Episode 26. Bisa Masak

Bulan ini adalah bulan ketiga Adit tinggal di Negara K. Perusahaan milik keluarganya telah selesai dibangun atas kerjasama dengan perusahaan milik asing.

Adit dibantu oleh Bara bekerja keras untuk mengembangkan perusahaan ini, mereka telah merekrut banyak tenaga kerja profesional baik yang didatangkan dari Indonesia maupun pekerja lokal.

Adit memberikan kepercayaan kepada Tuan Suhandi untuk memimpin di perusahaan ini. Setelah serah terima jabatan kepemimpinan, Adit berencana untuk segera kembali ke Indonesia bersama Bara guna melanjutkan pekerjaan yang telah tertunda selama tiga bulan di kantor pusat. Meskipun di Jakarta sudah ada papinya, namun Adit tetap memiliki tanggung jawab untuk mengelolanya.

Di apartemen Adit malam hari...

"Bara, kamu lagi membuat apa itu?" tanya Adit saat melihat Bara sibuk di dapur apartemen.

"Hmmm... ini aku mau masak mie instan. Kakak mau?" jawab Bara sambil terus mengaduk mie instan di panci teflon.

"Boleh deh, tapi jangan pedas ya!" seru Adit dari ruang tamu sambil bermain ponselnya.

"Pakai sayur dan telur ?" tanya Bara lagi.

"Iya ... "jawab Adit.

"Oke, siap Bos!" Bara langsung dengan cekatan membuat lagi mie instan sesuai pesanan Adit, sepupu sekaligus pimpinannya.

"Silahkan menikmati hidangan mie instan istimewa pakai telur khusus untuk Tuan Muda ... !" Bara memberikan mie pada Adit sambil sikap badan membungkuk layaknya seorang pelayan pada Tuannya.

Adit menerima makanan itu layaknya seorang Raja pada pelayannya. "Terima kasih, kamu boleh kembali ke dapur lagi, tolong masak yang enak lagi ya !" ucap Adit memberikan perintah.

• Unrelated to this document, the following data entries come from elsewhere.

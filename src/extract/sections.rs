//! Store option objects: property flattening and section entries
//!
//! A section (`state`, `getters`, `mutations`, `actions`) is an object
//! literal, a function returning one, or anything resolving to either.
//! Spreads inside an object are expanded in place; for repeated keys the
//! last declaration wins, as at runtime.

use std::collections::HashSet;
use std::rc::Rc;

use crate::parsing::{Expr, ObjectLit, Position, PropKey, Property};
use crate::schema::{Entry, EntryKind, Location, ModulePath};

use super::scope::{Mode, Site, Value, ValueResolver};

/// One property after spread expansion and key resolution
#[derive(Debug, Clone)]
pub struct FlatProperty {
    pub name: String,
    pub value: Expr,
    pub site: Site,
    pub position: Position,
    pub doc: Option<String>,
}

/// Properties of `object` in declaration order with spreads expanded.
///
/// Computed keys that do not resolve to a string constant are dropped.
pub fn flatten_properties(
    resolver: &ValueResolver,
    object: &Rc<ObjectLit>,
    site: &Site,
) -> Vec<FlatProperty> {
    let mut flat = Vec::new();
    let mut expanding = HashSet::new();
    expand(resolver, object, site, &mut flat, &mut expanding);

    // keep the last declaration of each key
    let mut seen = HashSet::new();
    let mut deduped: Vec<FlatProperty> = flat
        .into_iter()
        .rev()
        .filter(|p| seen.insert(p.name.clone()))
        .collect();
    deduped.reverse();
    deduped
}

fn expand(
    resolver: &ValueResolver,
    object: &Rc<ObjectLit>,
    site: &Site,
    out: &mut Vec<FlatProperty>,
    expanding: &mut HashSet<usize>,
) {
    let identity = Rc::as_ptr(object) as usize;
    if !expanding.insert(identity) {
        return;
    }

    for property in &object.properties {
        match property {
            Property::Keyed {
                key,
                value,
                position,
                doc,
            } => {
                let name = match key {
                    PropKey::Name(name) => Some(name.clone()),
                    PropKey::Computed(expr) => resolver.resolve_str(expr, site),
                };
                let Some(name) = name else {
                    tracing::debug!(
                        "[PARSE] Skipping unresolved computed key at {}:{}",
                        site.file().display(),
                        position.line
                    );
                    continue;
                };
                out.push(FlatProperty {
                    name,
                    value: value.clone(),
                    site: site.clone(),
                    position: *position,
                    doc: doc.clone(),
                });
            }
            Property::Spread(source) => {
                if let Value::Object(inner, inner_site) = resolver.resolve(source, site, Mode::Follow) {
                    expand(resolver, &inner, &inner_site, out, expanding);
                }
            }
        }
    }

    expanding.remove(&identity);
}

/// Object literal declaring a section, if the value resolves to one
pub fn section_object(
    resolver: &ValueResolver,
    value: &Expr,
    site: &Site,
) -> Option<(Rc<ObjectLit>, Site)> {
    match resolver.resolve(value, site, Mode::Follow) {
        Value::Object(object, object_site) => Some((object, object_site)),
        Value::Function(function, function_site) => {
            resolver.returned_object(&function, &function_site)
        }
        _ => None,
    }
}

/// Module coordinates stamped onto every entry of a section
#[derive(Debug, Clone, Copy)]
pub struct SectionOwner<'m> {
    pub module_path: &'m ModulePath,
    pub namespace: &'m ModulePath,
}

/// Append one entry per declared property of a section
pub fn collect_section(
    resolver: &ValueResolver,
    kind: EntryKind,
    value: &Expr,
    site: &Site,
    owner: SectionOwner,
    entries: &mut Vec<Entry>,
) {
    let Some((object, object_site)) = section_object(resolver, value, site) else {
        tracing::debug!(
            "[PARSE] Section '{}' of module '{}' in {} is not statically resolvable",
            kind.section(),
            owner.module_path,
            site.file().display()
        );
        return;
    };

    for property in flatten_properties(resolver, &object, &object_site) {
        let display_type = match kind {
            EntryKind::State => property.value.display_type().map(str::to_string),
            _ => None,
        };
        entries.push(Entry {
            name: property.name,
            kind,
            module_path: owner.module_path.clone(),
            namespace: owner.namespace.clone(),
            location: Location {
                file: property.site.file().to_path_buf(),
                line: property.position.line,
                column: property.position.column,
            },
            documentation: property.doc,
            display_type,
        });
    }
}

"Baik Paduka Raja," jawab Bara sambil menundukkan kepalanya. Walaupun dalam hatinya dia memaki-maki kakak sepupunya itu karena sudah membuat dirinya seperti pelayannya saja. Bara kembali ke dapur sambil mulutnya meracau protes atas kelakuan Adit.

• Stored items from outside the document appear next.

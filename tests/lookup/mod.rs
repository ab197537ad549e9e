//! Cursor context + lookup against a real index

use std::fs;

use vuex_engine::{
    detect_root_option, find_item, scan_context, Entry, EntryKind, HelperNames, IndexSnapshot,
    LookupQuery, ModulePath,
};

use crate::common::test_repo::STORE_ENTRY;
use crate::common::TestRepo;

/// Resolve the symbol at the first `|` of `marked`, as typed in `file`
fn resolve_at<'s>(snapshot: &'s IndexSnapshot, repo: &TestRepo, file: &str, marked: &str) -> Option<&'s Entry> {
    let cursor = marked.find('|').expect("cursor marker");
    let text = marked.replacen('|', "", 1);

    let helpers = HelperNames::discover(&text);
    let descriptor = scan_context(&text, cursor, &helpers)?;
    let name_start = text[..cursor]
        .rfind(|c: char| !(c.is_alphanumeric() || c == '_' || c == '/'))
        .map_or(0, |i| i + 1);
    let name_end = text[cursor..]
        .find(|c: char| !(c.is_alphanumeric() || c == '_' || c == '/'))
        .map_or(text.len(), |i| cursor + i);

    let current = snapshot.namespace_for_file(&repo.file(file));
    let query = LookupQuery::from_context(
        &descriptor,
        &text[name_start..name_end],
        current,
        detect_root_option(&text, cursor),
    );
    find_item(&snapshot.store, &query)
}

fn at(entry: Option<&Entry>) -> Option<String> {
    entry.map(|e| format!("{}:{}", e.module_path, e.name))
}

fn indexed_repo() -> (TestRepo, IndexSnapshot) {
    let repo = TestRepo::new();
    repo.with_standard_store().with_consumer_component();
    let snapshot = repo.index(STORE_ENTRY);
    (repo, snapshot)
}

const COMPONENT: &str = "src/components/UserCard.vue";
const USER_MODULE: &str = "src/store/modules/user.js";

#[test]
fn test_helper_with_namespace_argument() {
    let (repo, snapshot) = indexed_repo();
    let found = resolve_at(&snapshot, &repo, COMPONENT, "...mapState('user', ['na|me'])");
    assert_eq!(at(found), Some("user:name".to_string()));
}

#[test]
fn test_aliased_helper_resolves_root_mutation() {
    let (repo, snapshot) = indexed_repo();
    let found = resolve_at(
        &snapshot,
        &repo,
        COMPONENT,
        "import { mapMutations as mm } from 'vuex'\n...mm(['SET_|NAME'])",
    );
    assert_eq!(at(found), Some(":SET_NAME".to_string()));
}

#[test]
fn test_qualified_commit_from_component() {
    let (repo, snapshot) = indexed_repo();
    let found = resolve_at(
        &snapshot,
        &repo,
        COMPONENT,
        "this.$store.commit('user/SET_|NAME', 'x')",
    );
    assert_eq!(at(found), Some("user:SET_NAME".to_string()));
}

#[test]
fn test_commit_inside_namespaced_module_prefers_local() {
    let (repo, snapshot) = indexed_repo();
    let found = resolve_at(
        &snapshot,
        &repo,
        USER_MODULE,
        "save({ commit }, name) { commit('SET_|NAME', name) }",
    );
    assert_eq!(at(found), Some("user:SET_NAME".to_string()));
}

#[test]
fn test_root_option_skips_local_module() {
    let (repo, snapshot) = indexed_repo();
    let found = resolve_at(
        &snapshot,
        &repo,
        USER_MODULE,
        "save({ commit }, name) { commit('SET_|NAME', name, { root: true }) }",
    );
    assert_eq!(at(found), Some(":SET_NAME".to_string()));
}

#[test]
fn test_commit_in_child_module_uses_structural_path() {
    let (repo, snapshot) = indexed_repo();
    // profile is not namespaced; its mutations live in the `user` namespace
    let found = resolve_at(
        &snapshot,
        &repo,
        "src/store/modules/profile.js",
        "commit('SET_|AVATAR', a)",
    );
    assert_eq!(at(found), Some("user/profile:SET_AVATAR".to_string()));
}

#[test]
fn test_dotted_state_access() {
    let (repo, snapshot) = indexed_repo();
    let found = resolve_at(&snapshot, &repo, COMPONENT, "this.$store.state.user.na|me");
    assert_eq!(at(found), Some("user:name".to_string()));
}

#[test]
fn test_getters_bracket_access() {
    let (repo, snapshot) = indexed_repo();
    let found = resolve_at(&snapshot, &repo, COMPONENT, "this.$store.getters['user/display|Name']");
    assert_eq!(at(found), Some("user:displayName".to_string()));
}

#[test]
fn test_dispatch_to_non_namespaced_action() {
    let (repo, snapshot) = indexed_repo();
    let found = resolve_at(&snapshot, &repo, COMPONENT, "this.$store.dispatch('check|out')");
    assert_eq!(at(found), Some("cart:checkout".to_string()));
}

#[test]
fn test_namespaced_symbol_needs_qualification() {
    let (repo, snapshot) = indexed_repo();
    let found = resolve_at(&snapshot, &repo, COMPONENT, "this.$store.dispatch('sa|ve')");
    assert_eq!(found, None);
    let found = resolve_at(&snapshot, &repo, COMPONENT, "this.$store.dispatch('user/sa|ve')");
    assert_eq!(at(found), Some("user:save".to_string()));
}

#[test]
fn test_registered_module_lookup() {
    let (_repo, snapshot) = indexed_repo();
    let query = LookupQuery::new("promo/APPLY", EntryKind::Mutation);
    let found = find_item(&snapshot.store, &query);
    assert_eq!(at(found), Some("cart/promo:APPLY".to_string()));

    // registered under the non-namespaced `cart`: a bare root key
    let query = LookupQuery::new("EXTRA", EntryKind::Mutation).allow_root_fallback(true);
    assert_eq!(
        at(find_item(&snapshot.store, &query)),
        Some("cart/extra:EXTRA".to_string())
    );

    let query = LookupQuery::new("code", EntryKind::State)
        .with_current_namespace(ModulePath::parse("cart/promo"))
        .prefer_local(true);
    assert_eq!(
        at(find_item(&snapshot.store, &query)),
        Some("cart/promo:code".to_string())
    );
}

#[test]
fn test_component_file_is_not_a_module() {
    let (repo, snapshot) = indexed_repo();
    let text = fs::read_to_string(repo.path().join(COMPONENT)).unwrap();
    assert!(text.contains("mapState"));
    assert_eq!(snapshot.namespace_for_file(&repo.file(COMPONENT)), None);
}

Adit yang melihat ekspresi Bara, menahan tawa karena berhasil membuat adik sepupu kesayangannya itu menjadi jengkel.

"Bicara apa kamu tadi?" tanya Adit pura-pura tidak mendengar ucapan Bara tadi.

"Tidak, aku tidak bicara apa-apa kok," jawab Bara sambil melahap mie instan yang sudah mulai lunak sekali karena tadi tidak langsung dimakan, namun harus membuat mie lagi untuk Adit.

"Oh ya, yakin?" tanya Adit melirik ke arah Bara.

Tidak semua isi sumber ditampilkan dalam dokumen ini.